On Wed, Apr 9, 2014 at 11:49 AM, Geoffry Roberts <threadedb...@gmail.com>wrote:

> Corey,
>
>
> Interesting you have Hadoop working in Karaf.  I'm using equinox.  It also
> sounds as if I don't need to access HFDS in order to get Accumulo to work
> in OSGi. If I understand you correctly, I only need have Text available.
>  I'll look into that. It does answer my question and maybe I can avoid
> the JAAS mishmash.
>
>
> I have been using OSGi off and on for a few years now. Close on to 100% of
> my troubles has always been with getting 3rd party libraries working.
>  Accumulo/Hadoop is only the latest round.
>
>
> I'm gearing to do some major work based on Accumulo.  It's security,
> scaleability, relationship to Hadoop's HDFS and MR all conspire to make it
> attractive.  But creating an uberbundle? I'm sure I could get it working as
> a proof of concept, but will it play in prime-time?
>
>
> How hard would it be to make a proper Accumulo bundle?  Would the
> community accept it?
>
>
> Thanks
>
>
> So far as my travails with JAAS is concerned, I did this in my bndtools
> *.bndrun file:
>
>
> -runproperties:
> org.osgi.framework.system.packages.extra=com.sun.security.auth.module
>
> I also tried:
> Import-Package: com.sun.security.auth.module
> in my bundle that calls Hadoop.
>
> Both of these were advised by one of the bndtools gurus--neither worked.
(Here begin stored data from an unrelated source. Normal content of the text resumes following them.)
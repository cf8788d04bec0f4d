//! Address value type.

use serde::{Deserialize, Serialize};

/// One address of a group.
///
/// Compared by name plus attributes so that sets of addresses diff cleanly:
/// an attribute change on an existing name reads as a changed desired set.
#[derive(Debug, Clone, PartialEq, Eq, PartialOrd, Ord, Hash, Serialize, Deserialize)]
pub struct Address {
    /// Address name, unique within its group.
    pub name: String,

    /// Whether messages are stored on a broker before forwarding.
    pub store_and_forward: bool,

    /// Whether the address fans out to all consumers.
    pub multicast: bool,

    /// Optional flavor tag selecting a plan/template for the address.
    #[serde(skip_serializing_if = "Option::is_none")]
    pub flavor: Option<String>,
}

impl Address {
    /// Create a store-and-forward queue address with no flavor.
    pub fn queue(name: impl Into<String>) -> Self {
        Self {
            name: name.into(),
            store_and_forward: true,
            multicast: false,
            flavor: None,
        }
    }

    /// Create a store-and-forward topic address with no flavor.
    pub fn topic(name: impl Into<String>) -> Self {
        Self {
            name: name.into(),
            store_and_forward: true,
            multicast: true,
            flavor: None,
        }
    }
}
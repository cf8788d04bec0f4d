//! Error types for address decoding.

use thiserror::Error;

/// Errors that can occur when decoding an address entry.
#[derive(Debug, Error, Clone)]
pub enum DecodeError {
    /// The entry name is empty or not a valid address name.
    #[error("invalid address name: {0:?}")]
    InvalidName(String),

    /// The entry payload is not valid JSON or is missing required fields.
    #[error("malformed entry for address {name:?}: {reason}")]
    Malformed { name: String, reason: String },

    /// The group id is empty.
    #[error("empty group id for address {0:?}")]
    EmptyGroup(String),
}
>  When I did the Import-Package other things broke.
>
> On Wed, Apr 9, 2014 at 9:46 AM, Corey Nolet <cjno...@gmail.com> wrote:
>
>> Geoffry,
>>
>> As Josh pointed out, you should only need the Hadoop libraries on the
>> client side to use the Text object. This means you won't have to go through
>> the pain of placing the xml files in your root bundles.
>>
>> Did you try the JAAS export from the packages in your container? Did that
>> help?
>>
>> I agree with your comment that we *should* be able to look at these
>> bundles as black boxes but we're not dealing with true bundles, yet. Once I
>> got my Hadoop client bundle ready to go, I haven't had to touch it (and the
>> Hadoop Karaf project solved most of the import/export guessing work for me
>> already).  For Accumulo, on the other hand, it's up to you if you want to
>> create an uber-bundle with the necessary Accumulo packages or just wrap
>> each one and provide the necessary imports/exports across them. For my
>> needs, I just created one uber-bundle for Accumulo packages and imported
>> the necessary non-Accumulo packages (many of those I had to wrap as well).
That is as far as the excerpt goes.